Work task » Each line below with the word "next" needs to be copied.

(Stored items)
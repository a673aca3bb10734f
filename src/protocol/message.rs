//! Message envelope and identifier allocation.
//!
//! Every exchange on a connection is a [`Message`]: a message id, a typed
//! operation payload and an ordered list of [`Control`]s. On the wire a
//! message travels as a [`Frame`], which keeps the payload as opaque bytes.
//!
//! # Two-phase decoding
//!
//! A response does not say which client-side operation it answers. The
//! dispatcher therefore decodes an inbound frame in two steps:
//!
//! 1. [`Frame`] is read off the stream, yielding the id and operation tag.
//! 2. The payload decoder is picked from the [`ResponseKind`] recorded for
//!    that id and [`Message::<Response>::from_frame`] finishes the decode.
//!
//! A failure in step 1 leaves the id unknown and is fatal for the connection;
//! a failure in step 2 is reported to whoever owns the id.
use std::{
    fmt,
    sync::atomic::{AtomicU32, Ordering},
};

use bincode::{
    Decode, Encode,
    config::{BigEndian, Configuration, Fixint, Limit},
    decode_from_slice, encode_to_vec,
};
use thiserror::Error;

use super::{Control, Request, Response, ResponseKind};

/// Largest frame accepted from the wire.
pub const MAX_FRAME_SIZE: usize = 16 * 1024 * 1024;

/// Largest id a client may assign (`maxInt` in RFC 4511).
pub const MAX_MESSAGE_ID: u32 = i32::MAX as u32;

pub(crate) type WireConfig = Configuration<BigEndian, Fixint, Limit<MAX_FRAME_SIZE>>;

pub(crate) fn wire_config() -> WireConfig {
    bincode::config::standard()
        .with_big_endian()
        .with_fixed_int_encoding()
        .with_limit::<MAX_FRAME_SIZE>()
}

/// Errors raised while turning payloads into bytes and back.
#[derive(Debug, Error)]
pub enum CodecError {
    #[error("failed to encode payload: {0}")]
    Encode(#[from] bincode::error::EncodeError),

    #[error("failed to decode payload: {0}")]
    Decode(#[from] bincode::error::DecodeError),

    #[error("unexpected {tag:?} for a {expected:?} exchange")]
    UnexpectedResponse { tag: OpTag, expected: ResponseKind },

    #[error("{tag:?} is not a request")]
    NotARequest { tag: OpTag },

    #[error("{0} trailing bytes after payload")]
    TrailingBytes(usize),
}

pub(crate) fn encode_payload<T: Encode>(value: &T) -> Result<Vec<u8>, CodecError> {
    Ok(encode_to_vec(value, wire_config())?)
}

pub(crate) fn decode_payload<T: Decode<()>>(bytes: &[u8]) -> Result<T, CodecError> {
    let (value, read) = decode_from_slice(bytes, wire_config())?;
    if read != bytes.len() {
        return Err(CodecError::TrailingBytes(bytes.len() - read));
    }
    Ok(value)
}

/// Client-assigned correlation id.
///
/// Id `0` is never assigned by a client; servers use it for unsolicited
/// notifications.
#[derive(Debug, Clone, Copy, PartialEq, Eq, Hash, PartialOrd, Ord, Encode, Decode)]
pub struct MessageId(u32);

impl MessageId {
    pub const UNSOLICITED: MessageId = MessageId(0);

    pub const fn new(raw: u32) -> Self {
        Self(raw)
    }

    pub const fn get(self) -> u32 {
        self.0
    }

    pub const fn is_unsolicited(self) -> bool {
        self.0 == 0
    }
}

impl fmt::Display for MessageId {
    fn fmt(&self, f: &mut fmt::Formatter<'_>) -> fmt::Result {
        write!(f, "#{}", self.0)
    }
}

/// Connection-scoped id allocator.
///
/// Ids increase monotonically from 1 and wrap back to 1 after
/// [`MAX_MESSAGE_ID`]; zero is never handed out. The allocator does not know
/// which ids are still outstanding, the correlation table rejects those.
#[derive(Debug)]
pub struct MessageIds {
    next: AtomicU32,
}

impl MessageIds {
    pub fn new() -> Self {
        Self::starting_at(1)
    }

    pub(crate) fn starting_at(raw: u32) -> Self {
        Self {
            next: AtomicU32::new(raw.clamp(1, MAX_MESSAGE_ID)),
        }
    }

    /// Hands out the next id.
    pub fn allocate(&self) -> MessageId {
        let mut current = self.next.load(Ordering::Relaxed);
        loop {
            let following = if current >= MAX_MESSAGE_ID {
                1
            } else {
                current + 1
            };
            match self.next.compare_exchange_weak(
                current,
                following,
                Ordering::Relaxed,
                Ordering::Relaxed,
            ) {
                Ok(_) => return MessageId(current),
                Err(actual) => current = actual,
            }
        }
    }

    /// Builds an outbound envelope under a freshly allocated id.
    pub fn envelope(&self, request: Request, controls: Vec<Control>) -> Message<Request> {
        Message::new(self.allocate(), request, controls)
    }
}

impl Default for MessageIds {
    fn default() -> Self {
        Self::new()
    }
}

/// Operation tag, named after the RFC 4511 `protocolOp` choices.
#[derive(Debug, Clone, Copy, PartialEq, Eq, Hash, Encode, Decode)]
pub enum OpTag {
    BindRequest,
    BindResponse,
    UnbindRequest,
    SearchRequest,
    SearchResultEntry,
    SearchResultDone,
    SearchResultReference,
    ModifyRequest,
    ModifyResponse,
    AddRequest,
    AddResponse,
    DelRequest,
    DelResponse,
    ModDnRequest,
    ModDnResponse,
    CompareRequest,
    CompareResponse,
    AbandonRequest,
    ExtendedRequest,
    ExtendedResponse,
}

impl OpTag {
    pub const fn is_request(self) -> bool {
        matches!(
            self,
            OpTag::BindRequest
                | OpTag::UnbindRequest
                | OpTag::SearchRequest
                | OpTag::ModifyRequest
                | OpTag::AddRequest
                | OpTag::DelRequest
                | OpTag::ModDnRequest
                | OpTag::CompareRequest
                | OpTag::AbandonRequest
                | OpTag::ExtendedRequest
        )
    }
}

/// Typed operation carried by a [`Message`].
pub trait Payload: Sized {
    fn op_tag(&self) -> OpTag;

    fn encode(&self) -> Result<Vec<u8>, CodecError>;
}

/// Wire representation of a message: header plus undecoded payload.
#[derive(Debug, Clone, PartialEq, Eq, Encode, Decode)]
pub struct Frame {
    id: MessageId,
    tag: OpTag,
    payload: Vec<u8>,
    controls: Vec<Control>,
}

impl Frame {
    pub fn new(id: MessageId, tag: OpTag, payload: Vec<u8>, controls: Vec<Control>) -> Self {
        Self {
            id,
            tag,
            payload,
            controls,
        }
    }

    pub fn id(&self) -> MessageId {
        self.id
    }

    pub fn tag(&self) -> OpTag {
        self.tag
    }
}

/// A decoded envelope.
#[derive(Debug, Clone, PartialEq)]
pub struct Message<P> {
    id: MessageId,
    payload: P,
    controls: Vec<Control>,
}

impl<P: Payload> Message<P> {
    pub fn new(id: MessageId, payload: P, controls: Vec<Control>) -> Self {
        Self {
            id,
            payload,
            controls,
        }
    }

    pub fn id(&self) -> MessageId {
        self.id
    }

    pub fn op_tag(&self) -> OpTag {
        self.payload.op_tag()
    }

    pub fn payload(&self) -> &P {
        &self.payload
    }

    pub fn controls(&self) -> &[Control] {
        &self.controls
    }

    pub fn into_parts(self) -> (P, Vec<Control>) {
        (self.payload, self.controls)
    }

    pub fn to_frame(&self) -> Result<Frame, CodecError> {
        Ok(Frame {
            id: self.id,
            tag: self.payload.op_tag(),
            payload: self.payload.encode()?,
            controls: self.controls.clone(),
        })
    }
}

impl Message<Response> {
    /// Second decoding phase for inbound messages.
    pub fn from_frame(frame: Frame, kind: ResponseKind) -> Result<Self, CodecError> {
        let payload = Response::decode(frame.tag, &frame.payload, kind)?;
        Ok(Self {
            id: frame.id,
            payload,
            controls: frame.controls,
        })
    }
}

impl Message<Request> {
    pub fn from_frame(frame: Frame) -> Result<Self, CodecError> {
        let payload = Request::decode(frame.tag, &frame.payload)?;
        Ok(Self {
            id: frame.id,
            payload,
            controls: frame.controls,
        })
    }
}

Exercise result »
    next: AtomicU32,
            next: AtomicU32::new(raw.clamp(1, MAX_MESSAGE_ID)),
    /// Hands out the next id.
        let mut current = self.next.load(Ordering::Relaxed);
            match self.next.compare_exchange_weak(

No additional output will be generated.